I almost bought a pair of sweet leather handmade Bavarian (West German) hiking boots, probably early 1980’s vintage, basically in new condition for $15 (the CAD is basically 1:1 with our USD). But I didn’t. They were kind of heavy and my old Vasque ‘Sun Downers’ are still kicking it and if for some reason I do ever buy another pair of boots they need not be heavy duty hikers. Z bought a fanny pack.

Maybe it was a function of being in Victoria in the “shoulder season” but it felt touristy without so many tourists. Beacon Hill park and Holland Point were gorgeous. We almost got up at 5:30 one morning to see the sunrise, we made it to the Point at about 7am and it was still a great view. We had time for a leisurely walk back to the hotel and stopped at a French Canadian run coffee shop with surly snobby baristas and caught the 10:30am ferry back to Washington State.

At some point we’ll upload pictures. The weekend prior to going out West we had a wedding in the far Northwest of Virginia. These bookends, if you will, of weddings were a nice way to get out of the city. I went for a run one Saturday morning on the Appalachian Trail with a friend of Matt’s. The hills were fantastic, better than the Queen’s Borough Bridge I’d say. Harper’s Ferry, WV it turns out is a great place for both beard competitions, scary wax museums, and a place stuck in time namely 1856. But yes, it is also the confluence of the Shenandoah and Potomac Rivers and full of rugged beauty, and scary wax statues.

My first generation (Rev. A) MacBook Pro (Core Duo 2.0 GHz Intel 32 bit Yonah) has starting to slow a little.  The 100GB hard disk is full and I can’t add any more RAM (2GB’s maxed out) but swapping in a bigger faster 7200 RPM laptop HD drive (say like a Seagate Momentus 7200.3 320 GB) and upgrading the mini-PCI wireless LAN card to 802.11n will get me by.  As I recall, Apple took about a year and a half to upgrade to the Core 2 Duo chipset with 64 bit capabilities and even then Leopard didn’t come out until Fall 2007.  I was an early adopter and I’ve been pretty happy with this machine.  So now I’m looking to either stay with OS X 10.4.11 or possibly go the whole hog to 10.5.5, either way I’ll need XP Pro SP3 for CAD software using either BootCamp or rEFIt as a bootloader.
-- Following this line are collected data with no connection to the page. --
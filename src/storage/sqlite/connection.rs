//! Connection handling for the `SQLite` backend.
//!
//! Connections are pooled: each store operation checks one out for its
//! duration and returns it on drop. Concurrent writers are serialized by
//! `SQLite` itself (`BEGIN IMMEDIATE` plus `busy_timeout`), not by a process lock.

use crate::{Error, OperationContext, Result};
use rusqlite::Connection;
use std::ops::{Deref, DerefMut};
use std::path::{Path, PathBuf};
use std::sync::{Condvar, Mutex, MutexGuard};
use std::time::{Duration, Instant};

/// Path that selects a private in-memory database.
pub const IN_MEMORY: &str = ":memory:";

const BUSY_TIMEOUT_MS: u32 = 5000;
const POOL_WAIT_SLICE: Duration = Duration::from_millis(50);

/// Helper to acquire mutex lock with poison recovery.
///
/// If the mutex is poisoned (a panic in a previous critical section), the
/// inner value is recovered and a warning logged.
pub fn acquire_lock<'a, T>(mutex: &'a Mutex<T>, lock: &'static str) -> MutexGuard<'a, T> {
    match mutex.lock() {
        Ok(guard) => guard,
        Err(poisoned) => {
            tracing::warn!(lock, "Mutex was poisoned, recovering");
            metrics::counter!("assetdb_lock_poison_recovery_total", "lock" => lock).increment(1);
            poisoned.into_inner()
        },
    }
}

/// Configures a `SQLite` connection for concurrent use.
///
/// - **WAL mode**: readers do not block the single writer
/// - **NORMAL synchronous**: durable at checkpoints
/// - **`busy_timeout`**: waits up to 5 seconds for the write lock
/// - **`foreign_keys`**: enforces edge endpoints and cascades
///
/// # Errors
///
/// Returns [`Error::OperationFailed`] if foreign keys cannot be enabled.
pub fn configure_connection(conn: &Connection) -> Result<()> {
    // journal_mode returns a row, and in-memory databases answer "memory".
    let _ = conn.pragma_update(None, "journal_mode", "WAL");
    let _ = conn.pragma_update(None, "synchronous", "NORMAL");
    conn.busy_timeout(Duration::from_millis(u64::from(BUSY_TIMEOUT_MS)))
        .map_err(|e| Error::backend("configure_connection", e))?;
    conn.pragma_update(None, "foreign_keys", "ON")
        .map_err(|e| Error::backend("configure_connection", e))?;
    Ok(())
}

struct PoolState {
    idle: Vec<Connection>,
    open: usize,
}

/// A bounded pool of configured connections to one database file.
///
/// Connections are opened lazily. An in-memory pool holds a single
/// connection, since every in-memory connection is a separate database.
pub struct ConnectionPool {
    path: PathBuf,
    max_size: usize,
    state: Mutex<PoolState>,
    available: Condvar,
}

impl ConnectionPool {
    /// Creates a pool for `path` with at most `max_size` open connections.
    #[must_use]
    pub fn new(path: impl Into<PathBuf>, max_size: usize) -> Self {
        let path = path.into();
        let max_size = if path.as_os_str() == IN_MEMORY {
            1
        } else {
            max_size.max(1)
        };
        Self {
            path,
            max_size,
            state: Mutex::new(PoolState {
                idle: Vec::new(),
                open: 0,
            }),
            available: Condvar::new(),
        }
    }

    /// Database file path.
    #[must_use]
    pub fn path(&self) -> &Path {
        &self.path
    }

    /// Whether the pool targets an in-memory database.
    #[must_use]
    pub fn is_in_memory(&self) -> bool {
        self.path.as_os_str() == IN_MEMORY
    }

    /// Maximum open connections.
    #[must_use]
    pub const fn max_size(&self) -> usize {
        self.max_size
    }

    /// Checks out a connection, waiting until one is free or `ctx` expires.
    ///
    /// # Errors
    ///
    /// Returns [`Error::Cancelled`] if the context expires while waiting, or
    /// [`Error::OperationFailed`] if a new connection cannot be opened.
    pub fn get(&self, ctx: &OperationContext) -> Result<PooledConnection<'_>> {
        let started = Instant::now();
        let mut state = acquire_lock(&self.state, "sqlite_pool");

        loop {
            if let Some(conn) = state.idle.pop() {
                drop(state);
                metrics::histogram!("assetdb_pool_wait_seconds").record(started.elapsed().as_secs_f64());
                return Ok(PooledConnection {
                    pool: self,
                    conn: Some(conn),
                });
            }

            if state.open < self.max_size {
                state.open += 1;
                drop(state);
                return match self.open_connection() {
                    Ok(conn) => Ok(PooledConnection {
                        pool: self,
                        conn: Some(conn),
                    }),
                    Err(e) => {
                        acquire_lock(&self.state, "sqlite_pool").open -= 1;
                        self.available.notify_one();
                        Err(e)
                    },
                };
            }

            ctx.check("acquire_connection")?;
            let wait = ctx
                .remaining()
                .map_or(POOL_WAIT_SLICE, |left| left.min(POOL_WAIT_SLICE));
            state = match self.available.wait_timeout(state, wait) {
                Ok((guard, _)) => guard,
                Err(poisoned) => poisoned.into_inner().0,
            };
        }
    }

    /// Closes every idle connection. Checked-out connections close when returned.
    pub fn close_idle(&self) {
        let mut state = acquire_lock(&self.state, "sqlite_pool");
        let closed = state.idle.len();
        state.idle.clear();
        state.open -= closed;
        drop(state);
        self.available.notify_all();
        tracing::debug!(closed, path = %self.path.display(), "Closed idle connections");
    }

    fn open_connection(&self) -> Result<Connection> {
        let conn = if self.is_in_memory() {
            Connection::open_in_memory()
        } else {
            if let Some(parent) = self.path.parent().filter(|p| !p.as_os_str().is_empty()) {
                std::fs::create_dir_all(parent).map_err(|e| {
                    Error::backend("create_database_dir", format!("{}: {e}", parent.display()))
                })?;
            }
            Connection::open(&self.path)
        }
        .map_err(|e| Error::backend("open_connection", format!("{}: {e}", self.path.display())))?;

        configure_connection(&conn)?;
        tracing::debug!(path = %self.path.display(), "Opened SQLite connection");
        Ok(conn)
    }

    fn release(&self, conn: Connection) {
        let mut state = acquire_lock(&self.state, "sqlite_pool");
        state.idle.push(conn);
        drop(state);
        self.available.notify_one();
    }
}

/// A connection checked out of a [`ConnectionPool`].
pub struct PooledConnection<'a> {
    pool: &'a ConnectionPool,
    conn: Option<Connection>,
}

impl Deref for PooledConnection<'_> {
    type Target = Connection;

    fn deref(&self) -> &Connection {
        // Only `Drop` takes the connection out.
        self.conn.as_ref().unwrap_or_else(|| unreachable!())
    }
}

impl DerefMut for PooledConnection<'_> {
    fn deref_mut(&mut self) -> &mut Connection {
        self.conn.as_mut().unwrap_or_else(|| unreachable!())
    }
}

impl Drop for PooledConnection<'_> {
    fn drop(&mut self) {
        if let Some(conn) = self.conn.take() {
            self.pool.release(conn);
        }
    }
}

#[cfg(test)]
mod tests {
    use super::*;
    use std::sync::{Arc, Mutex};
    use std::thread;

    #[test]
    fn test_acquire_lock_recovers_poison() {
        let mutex = Arc::new(Mutex::new(1));
        let clone = Arc::clone(&mutex);
        let _ = thread::spawn(move || {
            let _guard = clone.lock().unwrap();
            panic!("poison");
        })
        .join();

        assert!(mutex.is_poisoned());
        assert_eq!(*acquire_lock(&mutex, "test"), 1);
    }

    #[test]
    fn test_connections_are_configured() {
        let dir = tempfile::tempdir().unwrap();
        let pool = ConnectionPool::new(dir.path().join("a.db"), 2);
        let conn = pool.get(&OperationContext::background()).unwrap();

        let fk: i64 = conn
            .pragma_query_value(None, "foreign_keys", |row| row.get(0))
            .unwrap();
        let mode: String = conn
            .pragma_query_value(None, "journal_mode", |row| row.get(0))
            .unwrap();
        assert_eq!(fk, 1);
        assert_eq!(mode, "wal");
    }

    #[test]
    fn test_pool_reuses_connections() {
        let dir = tempfile::tempdir().unwrap();
        let pool = ConnectionPool::new(dir.path().join("nested").join("b.db"), 1);
        let ctx = OperationContext::background();

        {
            let conn = pool.get(&ctx).unwrap();
            conn.execute_batch("CREATE TABLE t (x INTEGER)").unwrap();
        }
        let conn = pool.get(&ctx).unwrap();
        let count: i64 = conn
            .query_row("SELECT COUNT(*) FROM t", [], |row| row.get(0))
            .unwrap();
        assert_eq!(count, 0);
        assert!(pool.path().exists());
    }

    #[test]
    fn test_exhausted_pool_honors_deadline() {
        let pool = ConnectionPool::new(IN_MEMORY, 4);
        assert_eq!(pool.max_size(), 1);

        let _held = pool.get(&OperationContext::background()).unwrap();
        let ctx = OperationContext::with_timeout(Duration::from_millis(20));
        let err = pool.get(&ctx).err().unwrap();
        assert!(matches!(err, Error::Cancelled { .. }));
    }

    #[test]
    fn test_waiter_gets_released_connection() {
        let dir = tempfile::tempdir().unwrap();
        let pool = Arc::new(ConnectionPool::new(dir.path().join("c.db"), 1));
        let held = pool.get(&OperationContext::background()).unwrap();

        let waiter = {
            let pool = Arc::clone(&pool);
            thread::spawn(move || {
                pool.get(&OperationContext::with_timeout(Duration::from_secs(5)))
                    .map(|_| ())
            })
        };
        thread::sleep(Duration::from_millis(50));
        drop(held);

        assert!(waiter.join().unwrap().is_ok());
    }
}
//! Relation (edge) types.

use super::AssetId;
use chrono::{DateTime, Utc};
use serde::{Deserialize, Serialize};
use std::fmt;

/// Closed set of directed edge kinds.
#[derive(Debug, Clone, Copy, PartialEq, Eq, Hash, Serialize, Deserialize)]
#[serde(rename_all = "snake_case")]
pub enum RelationType {
    /// fqdn → fqdn alias.
    CnameRecord,
    /// fqdn → fqdn reverse pointer.
    PtrRecord,
    /// fqdn → name server fqdn.
    NsRecord,
    /// fqdn → mail exchanger fqdn.
    MxRecord,
    /// fqdn → IPv4 address.
    ARecord,
    /// fqdn → IPv6 address.
    AaaaRecord,
    /// service name → fqdn offering it.
    Service,
    /// service name → SRV target fqdn.
    SrvRecord,
    /// netblock → ip.
    Contains,
    /// as → netblock.
    Announces,
    /// as → rirorg.
    ManagedBy,
}

impl RelationType {
    /// Returns all relation type variants.
    #[must_use]
    pub const fn all() -> &'static [Self] {
        &[
            Self::CnameRecord,
            Self::PtrRecord,
            Self::NsRecord,
            Self::MxRecord,
            Self::ARecord,
            Self::AaaaRecord,
            Self::Service,
            Self::SrvRecord,
            Self::Contains,
            Self::Announces,
            Self::ManagedBy,
        ]
    }

    /// Returns the type tag as stored in the `type` column.
    #[must_use]
    pub const fn as_str(&self) -> &'static str {
        match self {
            Self::CnameRecord => "cname_record",
            Self::PtrRecord => "ptr_record",
            Self::NsRecord => "ns_record",
            Self::MxRecord => "mx_record",
            Self::ARecord => "a_record",
            Self::AaaaRecord => "aaaa_record",
            Self::Service => "service",
            Self::SrvRecord => "srv_record",
            Self::Contains => "contains",
            Self::Announces => "announces",
            Self::ManagedBy => "managed_by",
        }
    }

    /// Parses a type tag.
    #[must_use]
    pub fn parse(s: &str) -> Option<Self> {
        Self::all()
            .iter()
            .copied()
            .find(|t| t.as_str().eq_ignore_ascii_case(s))
    }

    /// Relation types that resolve a name to an address.
    #[must_use]
    pub const fn address_records() -> &'static [Self] {
        &[Self::ARecord, Self::AaaaRecord]
    }
}

impl fmt::Display for RelationType {
    fn fmt(&self, f: &mut fmt::Formatter<'_>) -> fmt::Result {
        write!(f, "{}", self.as_str())
    }
}

impl std::str::FromStr for RelationType {
    type Err = String;

    fn from_str(s: &str) -> Result<Self, Self::Err> {
        Self::parse(s).ok_or_else(|| format!("unknown relation type: {s}"))
    }
}

/// A stored directed edge.
#[derive(Debug, Clone, PartialEq, Eq)]
pub struct Relation {
    /// Surrogate identifier.
    pub id: i64,
    /// Edge kind.
    pub relation_type: RelationType,
    /// Source asset.
    pub from_asset_id: AssetId,
    /// Target asset.
    pub to_asset_id: AssetId,
    /// When the edge was stored.
    pub created_at: DateTime<Utc>,
}

#[cfg(test)]
mod tests {
    use super::*;

    #[test]
    fn test_relation_type_roundtrip() {
        for t in RelationType::all() {
            assert_eq!(RelationType::parse(t.as_str()), Some(*t));
        }
        assert_eq!(RelationType::parse("CNAME_RECORD"), Some(RelationType::CnameRecord));
        assert!(RelationType::parse("txt_record").is_none());
    }

    #[test]
    fn test_serde_uses_tags() {
        let json = serde_json::to_string(&RelationType::ManagedBy).unwrap();
        assert_eq!(json, "\"managed_by\"");
    }
}
//! Backend selection.
//!
//! [`open_store`] turns a [`DatabaseConfig`] into a [`Backend`], the closed
//! set of stores this crate ships. Nothing is connected until first use.

use super::graph::GraphStore;
use super::sqlite::SqliteStore;
use super::traits::Store;
use crate::config::{BackendKind, DatabaseConfig};
use crate::models::{
    Asset, AssetId, AssetType, Execution, ExecutionId, ExecutionLog, InsertInfo, NameAddrPair,
    Record, Relation,
};
use crate::{OperationContext, Result};

/// A configured store.
pub enum Backend {
    /// Relational emulation on `SQLite`.
    Relational(SqliteStore),
    /// Native graph engine.
    Graph(GraphStore),
}

impl Backend {
    /// The backend variant.
    #[must_use]
    pub const fn kind(&self) -> BackendKind {
        match self {
            Self::Relational(_) => BackendKind::Relational,
            Self::Graph(_) => BackendKind::Graph,
        }
    }

    /// The relational store, if that is the configured backend.
    #[must_use]
    pub const fn as_relational(&self) -> Option<&SqliteStore> {
        match self {
            Self::Relational(store) => Some(store),
            Self::Graph(_) => None,
        }
    }

    /// The graph store, if that is the configured backend.
    #[must_use]
    pub const fn as_graph(&self) -> Option<&GraphStore> {
        match self {
            Self::Graph(store) => Some(store),
            Self::Relational(_) => None,
        }
    }

    fn store(&self) -> &dyn Store {
        match self {
            Self::Relational(store) => store,
            Self::Graph(store) => store,
        }
    }
}

/// Creates the store named by `config.system`.
///
/// # Example
///
/// ```rust,ignore
/// use assetdb::{DatabaseConfig, Store, open_store};
///
/// let store = open_store(&DatabaseConfig::sqlite("assets.sqlite"))?;
/// store.create_database_if_not_exists()?;
/// store.run_migrations()?;
/// ```
///
/// # Errors
///
/// Returns an error if the backend cannot be constructed from the config.
pub fn open_store(config: &DatabaseConfig) -> Result<Backend> {
    let backend = match config.system {
        BackendKind::Relational => Backend::Relational(SqliteStore::new(config)),
        BackendKind::Graph => Backend::Graph(GraphStore::in_memory(config)),
    };
    tracing::debug!(system = %config.system, "Opened store");
    Ok(backend)
}

impl Store for Backend {
    fn upsert(&self, info: &InsertInfo, asset_type: AssetType, raw: &str) -> Result<AssetId> {
        self.store().upsert(info, asset_type, raw)
    }

    fn insert_record(&self, info: &InsertInfo, record: &Record) -> Result<()> {
        self.store().insert_record(info, record)
    }

    fn insert_execution(&self, ctx: &OperationContext, domains: &[String]) -> Result<ExecutionId> {
        self.store().insert_execution(ctx, domains)
    }

    fn is_cname_node(&self, ctx: &OperationContext, name: &str) -> Result<bool> {
        self.store().is_cname_node(ctx, name)
    }

    fn event_fqdns(&self, ctx: &OperationContext, execution: ExecutionId) -> Result<Vec<String>> {
        self.store().event_fqdns(ctx, execution)
    }

    fn names_to_addrs(
        &self,
        ctx: &OperationContext,
        execution: ExecutionId,
        names: &[String],
    ) -> Result<Vec<NameAddrPair>> {
        self.store().names_to_addrs(ctx, execution, names)
    }

    fn asset(&self, ctx: &OperationContext, id: AssetId) -> Result<Option<Asset>> {
        self.store().asset(ctx, id)
    }

    fn assets_by_type(&self, ctx: &OperationContext, asset_type: AssetType) -> Result<Vec<Asset>> {
        self.store().assets_by_type(ctx, asset_type)
    }

    fn relations_from(&self, ctx: &OperationContext, id: AssetId) -> Result<Vec<Relation>> {
        self.store().relations_from(ctx, id)
    }

    fn execution(&self, ctx: &OperationContext, id: ExecutionId) -> Result<Option<Execution>> {
        self.store().execution(ctx, id)
    }

    fn execution_logs(&self, ctx: &OperationContext, id: ExecutionId) -> Result<Vec<ExecutionLog>> {
        self.store().execution_logs(ctx, id)
    }

    fn node_sources(
        &self,
        ctx: &OperationContext,
        asset: AssetId,
        execution: ExecutionId,
    ) -> Result<Vec<String>> {
        self.store().node_sources(ctx, asset, execution)
    }

    fn delete_execution(&self, ctx: &OperationContext, execution: ExecutionId) -> Result<bool> {
        self.store().delete_execution(ctx, execution)
    }

    fn delete_asset(&self, ctx: &OperationContext, id: AssetId) -> Result<bool> {
        self.store().delete_asset(ctx, id)
    }

    fn create_database_if_not_exists(&self) -> Result<()> {
        self.store().create_database_if_not_exists()
    }

    fn drop_database(&self) -> Result<()> {
        self.store().drop_database()
    }

    fn is_database_created(&self) -> Result<bool> {
        self.store().is_database_created()
    }

    fn run_init_migration(&self) -> Result<usize> {
        self.store().run_init_migration()
    }

    fn run_migrations(&self) -> Result<usize> {
        self.store().run_migrations()
    }

    fn pending_migrations_count(&self) -> Result<usize> {
        self.store().pending_migrations_count()
    }
}

#[cfg(test)]
mod tests {
    use super::*;

    #[test]
    fn test_open_store_selects_backend() {
        let dir = tempfile::tempdir().unwrap();
        let relational = open_store(&DatabaseConfig::sqlite(dir.path().join("a.sqlite"))).unwrap();
        assert_eq!(relational.kind(), BackendKind::Relational);
        assert!(relational.as_relational().is_some());
        assert!(relational.as_graph().is_none());

        let graph = open_store(&DatabaseConfig::graph()).unwrap();
        assert_eq!(graph.kind(), BackendKind::Graph);
        assert!(graph.as_graph().is_some());
    }

    #[test]
    fn test_backend_delegates_writes() {
        let store = open_store(&DatabaseConfig::graph()).unwrap();
        let ctx = OperationContext::background();
        let execution = store.insert_execution(&ctx, &[]).unwrap();
        let info = InsertInfo::new(execution, "test");

        let id = store.upsert(&info, AssetType::Ip, "192.0.2.7").unwrap();
        let asset = store.asset(&ctx, id).unwrap().unwrap();
        assert_eq!(asset.asset_type(), AssetType::Ip);
        assert_eq!(store.assets_by_type(&ctx, AssetType::Ip).unwrap().len(), 1);
    }
}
In Leopard with Time Machine data backups should be seamless, my only concern now is application compatibility and system stability.  Z’s white MacBook 2.2 Core 2 Duo came loaded with Leopard 10.5.1 and seems to have stabilized in 10.5.4 (though I think it does need more RAM).  From what I’ve read, somewhat like Vista, Leopard has a basic “footprint” of 512MB, so really 2GB is the minimum you need in practice with multiple applications running.  Tiger apparently has something like a 128MB starting point.

I took my first 3D rendering class in SolidWorks today at NYU.  It seems pretty cool.  NYU sells an educational copy that should work under XP and the MacBook Pro supposedly works alright with it.  We’re going back to Jimmy’s No. 43, I’m excited.